//! Request-scoped derived-role computation.

use std::collections::BTreeSet;
use std::time::Instant;

use praetor_core::expr::Activation;
use praetor_core::model::DerivedRoleDefinition;

use super::roles_intersect;
use crate::evaluator::Evaluator;

/// The check deadline passed before every definition was considered.
#[derive(Debug, Clone, Copy, PartialEq, Eq)]
pub struct DeadlineExceeded;

/// Names of the derived roles that apply to this principal/resource pair.
///
/// A definition applies when the principal holds one of its parent roles and
/// its condition (if any) evaluates to true. Conditions fail closed. The
/// deadline is checked before each condition runs.
pub fn compute_derived_roles(
    definitions: &[DerivedRoleDefinition],
    principal_roles: &BTreeSet<String>,
    act: &Activation,
    evaluator: &Evaluator,
    deadline: Option<Instant>,
) -> Result<BTreeSet<String>, DeadlineExceeded> {
    let mut derived = BTreeSet::new();
    for def in definitions {
        if derived.contains(&def.name) {
            continue;
        }
        if !roles_intersect(&def.parent_roles, principal_roles) {
            continue;
        }
        let applies = match &def.condition {
            Some(cond) => {
                if deadline.is_some_and(|at| Instant::now() >= at) {
                    return Err(DeadlineExceeded);
                }
                evaluator.evaluate_boolean(cond, act)
            }
            None => true,
        };
        if applies {
            derived.insert(def.name.clone());
        }
    }
    Ok(derived)
}
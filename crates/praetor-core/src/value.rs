//! Tagged-union attribute value.
//!
//! Principal/resource attributes and aux data arrive loosely typed; they are held as
//! `Value` so that every type mismatch inside the evaluator is an explicit, testable
//! error instead of a silent coercion. `Timestamp` and `Duration` only arise during
//! evaluation (from `now`, `timestamp()`, `duration()`); on the wire they serialize
//! as RFC 3339 strings and `"<n>s"` strings respectively.

use std::collections::BTreeMap;
use std::fmt;

use chrono::{DateTime, SecondsFormat, Utc};
use serde::de::{self, MapAccess, SeqAccess, Visitor};
use serde::ser::{SerializeMap, SerializeSeq};
use serde::{Deserialize, Deserializer, Serialize, Serializer};

/// Attribute/evaluation value.
#[derive(Debug, Clone, Default)]
pub enum Value {
    #[default]
    Null,
    Bool(bool),
    Int(i64),
    Double(f64),
    String(String),
    List(Vec<Value>),
    Map(BTreeMap<String, Value>),
    Timestamp(DateTime<Utc>),
    Duration(chrono::Duration),
}

/// Attribute map (ordered for deterministic fingerprints).
pub type Attributes = BTreeMap<String, Value>;

impl Value {
    /// Type name used in error messages.
    pub fn type_name(&self) -> &'static str {
        match self {
            Value::Null => "null",
            Value::Bool(_) => "bool",
            Value::Int(_) => "int",
            Value::Double(_) => "double",
            Value::String(_) => "string",
            Value::List(_) => "list",
            Value::Map(_) => "map",
            Value::Timestamp(_) => "timestamp",
            Value::Duration(_) => "duration",
        }
    }

    pub fn as_bool(&self) -> Option<bool> {
        match self {
            Value::Bool(b) => Some(*b),
            _ => None,
        }
    }

    pub fn as_str(&self) -> Option<&str> {
        match self {
            Value::String(s) => Some(s),
            _ => None,
        }
    }

    pub fn as_f64(&self) -> Option<f64> {
        match self {
            Value::Int(n) => Some(*n as f64),
            Value::Double(f) => Some(*f),
            _ => None,
        }
    }

    pub fn is_null(&self) -> bool {
        matches!(self, Value::Null)
    }

    /// Convert into a `serde_json::Value` (timestamps/durations become strings).
    pub fn to_json(&self) -> serde_json::Value {
        match self {
            Value::Null => serde_json::Value::Null,
            Value::Bool(b) => serde_json::Value::Bool(*b),
            Value::Int(n) => serde_json::Value::from(*n),
            Value::Double(f) => serde_json::Number::from_f64(*f)
                .map(serde_json::Value::Number)
                .unwrap_or(serde_json::Value::Null),
            Value::String(s) => serde_json::Value::String(s.clone()),
            Value::List(items) => serde_json::Value::Array(items.iter().map(Value::to_json).collect()),
            Value::Map(m) => serde_json::Value::Object(
                m.iter().map(|(k, v)| (k.clone(), v.to_json())).collect(),
            ),
            Value::Timestamp(ts) => serde_json::Value::String(format_timestamp(ts)),
            Value::Duration(d) => serde_json::Value::String(format_duration(d)),
        }
    }
}

pub(crate) fn format_timestamp(ts: &DateTime<Utc>) -> String {
    ts.to_rfc3339_opts(SecondsFormat::AutoSi, true)
}

pub(crate) fn format_duration(d: &chrono::Duration) -> String {
    match d.num_nanoseconds() {
        Some(ns) if ns % 1_000_000_000 != 0 => format!("{}s", ns as f64 / 1e9),
        _ => format!("{}s", d.num_seconds()),
    }
}

impl PartialEq for Value {
    fn eq(&self, other: &Self) -> bool {
        match (self, other) {
            (Value::Null, Value::Null) => true,
            (Value::Bool(a), Value::Bool(b)) => a == b,
            (Value::Int(a), Value::Int(b)) => a == b,
            (Value::Double(a), Value::Double(b)) => a == b,
            (Value::Int(a), Value::Double(b)) => (*a as f64) == *b,
            (Value::Double(a), Value::Int(b)) => *a == (*b as f64),
            (Value::String(a), Value::String(b)) => a == b,
            (Value::List(a), Value::List(b)) => a == b,
            (Value::Map(a), Value::Map(b)) => a == b,
            (Value::Timestamp(a), Value::Timestamp(b)) => a == b,
            (Value::Duration(a), Value::Duration(b)) => a == b,
            _ => false,
        }
    }
}

impl fmt::Display for Value {
    fn fmt(&self, f: &mut fmt::Formatter<'_>) -> fmt::Result {
        match self {
            Value::String(s) => f.write_str(s),
            other => write!(f, "{}", other.to_json()),
        }
    }
}

// ---------- conversions ----------

impl From<bool> for Value {
    fn from(b: bool) -> Self {
        Value::Bool(b)
    }
}

impl From<i64> for Value {
    fn from(n: i64) -> Self {
        Value::Int(n)
    }
}

impl From<f64> for Value {
    fn from(f: f64) -> Self {
        Value::Double(f)
    }
}

impl From<&str> for Value {
    fn from(s: &str) -> Self {
        Value::String(s.to_string())
    }
}

impl From<String> for Value {
    fn from(s: String) -> Self {
        Value::String(s)
    }
}

impl<T: Into<Value>> From<Vec<T>> for Value {
    fn from(items: Vec<T>) -> Self {
        Value::List(items.into_iter().map(Into::into).collect())
    }
}

impl From<BTreeMap<String, Value>> for Value {
    fn from(m: BTreeMap<String, Value>) -> Self {
        Value::Map(m)
    }
}

impl From<serde_json::Value> for Value {
    fn from(v: serde_json::Value) -> Self {
        match v {
            serde_json::Value::Null => Value::Null,
            serde_json::Value::Bool(b) => Value::Bool(b),
            serde_json::Value::Number(n) => {
                if let Some(i) = n.as_i64() {
                    Value::Int(i)
                } else {
                    Value::Double(n.as_f64().unwrap_or(f64::NAN))
                }
            }
            serde_json::Value::String(s) => Value::String(s),
            serde_json::Value::Array(items) => Value::List(items.into_iter().map(Value::from).collect()),
            serde_json::Value::Object(m) => {
                Value::Map(m.into_iter().map(|(k, v)| (k, Value::from(v))).collect())
            }
        }
    }
}

// ---------- serde ----------

impl Serialize for Value {
    fn serialize<S: Serializer>(&self, serializer: S) -> std::result::Result<S::Ok, S::Error> {
        match self {
            Value::Null => serializer.serialize_unit(),
            Value::Bool(b) => serializer.serialize_bool(*b),
            Value::Int(n) => serializer.serialize_i64(*n),
            Value::Double(f) => serializer.serialize_f64(*f),
            Value::String(s) => serializer.serialize_str(s),
            Value::List(items) => {
                let mut seq = serializer.serialize_seq(Some(items.len()))?;
                for item in items {
                    seq.serialize_element(item)?;
                }
                seq.end()
            }
            Value::Map(m) => {
                let mut map = serializer.serialize_map(Some(m.len()))?;
                for (k, v) in m {
                    map.serialize_entry(k, v)?;
                }
                map.end()
            }
            Value::Timestamp(ts) => serializer.serialize_str(&format_timestamp(ts)),
            Value::Duration(d) => serializer.serialize_str(&format_duration(d)),
        }
    }
}

struct ValueVisitor;

impl<'de> Visitor<'de> for ValueVisitor {
    type Value = Value;

    fn expecting(&self, f: &mut fmt::Formatter<'_>) -> fmt::Result {
        f.write_str("null, bool, number, string, list or map")
    }

    fn visit_unit<E: de::Error>(self) -> std::result::Result<Value, E> {
        Ok(Value::Null)
    }

    fn visit_none<E: de::Error>(self) -> std::result::Result<Value, E> {
        Ok(Value::Null)
    }

    fn visit_some<D: Deserializer<'de>>(self, d: D) -> std::result::Result<Value, D::Error> {
        Value::deserialize(d)
    }

    fn visit_bool<E: de::Error>(self, b: bool) -> std::result::Result<Value, E> {
        Ok(Value::Bool(b))
    }

    fn visit_i64<E: de::Error>(self, n: i64) -> std::result::Result<Value, E> {
        Ok(Value::Int(n))
    }

    fn visit_u64<E: de::Error>(self, n: u64) -> std::result::Result<Value, E> {
        Ok(i64::try_from(n).map(Value::Int).unwrap_or(Value::Double(n as f64)))
    }

    fn visit_f64<E: de::Error>(self, f: f64) -> std::result::Result<Value, E> {
        Ok(Value::Double(f))
    }

    fn visit_str<E: de::Error>(self, s: &str) -> std::result::Result<Value, E> {
        Ok(Value::String(s.to_string()))
    }

    fn visit_string<E: de::Error>(self, s: String) -> std::result::Result<Value, E> {
        Ok(Value::String(s))
    }

    fn visit_seq<A: SeqAccess<'de>>(self, mut seq: A) -> std::result::Result<Value, A::Error> {
        let mut items = Vec::with_capacity(seq.size_hint().unwrap_or(0));
        while let Some(item) = seq.next_element()? {
            items.push(item);
        }
        Ok(Value::List(items))
    }

    fn visit_map<A: MapAccess<'de>>(self, mut access: A) -> std::result::Result<Value, A::Error> {
        let mut m = BTreeMap::new();
        while let Some((k, v)) = access.next_entry::<String, Value>()? {
            m.insert(k, v);
        }
        Ok(Value::Map(m))
    }
}

impl<'de> Deserialize<'de> for Value {
    fn deserialize<D: Deserializer<'de>>(deserializer: D) -> std::result::Result<Self, D::Error> {
        deserializer.deserialize_any(ValueVisitor)
    }
}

Goal of the exercise.
Take from the material above the lines running from the one with "use praetor_core::model::DerivedRoleDefinition;" through the one with "if deadline.is_some_and(|at| Instant::now()", and repeat them exactly, with nothing else.

Solution to this task.
use praetor_core::model::DerivedRoleDefinition;

use super::roles_intersect;
use crate::evaluator::Evaluator;

/// The check deadline passed before every definition was considered.
#[derive(Debug, Clone, Copy, PartialEq, Eq)]
pub struct DeadlineExceeded;

/// Names of the derived roles that apply to this principal/resource pair.
///
/// A definition applies when the principal holds one of its parent roles and
/// its condition (if any) evaluates to true. Conditions fail closed. The
/// deadline is checked before each condition runs.
pub fn compute_derived_roles(
    definitions: &[DerivedRoleDefinition],
    principal_roles: &BTreeSet<String>,
    act: &Activation,
    evaluator: &Evaluator,
    deadline: Option<Instant>,
) -> Result<BTreeSet<String>, DeadlineExceeded> {
    let mut derived = BTreeSet::new();
    for def in definitions {
        if derived.contains(&def.name) {
            continue;
        }
        if !roles_intersect(&def.parent_roles, principal_roles) {
            continue;
        }
        let applies = match &def.condition {
            Some(cond) => {
                if deadline.is_some_and(|at| Instant::now() >= at) {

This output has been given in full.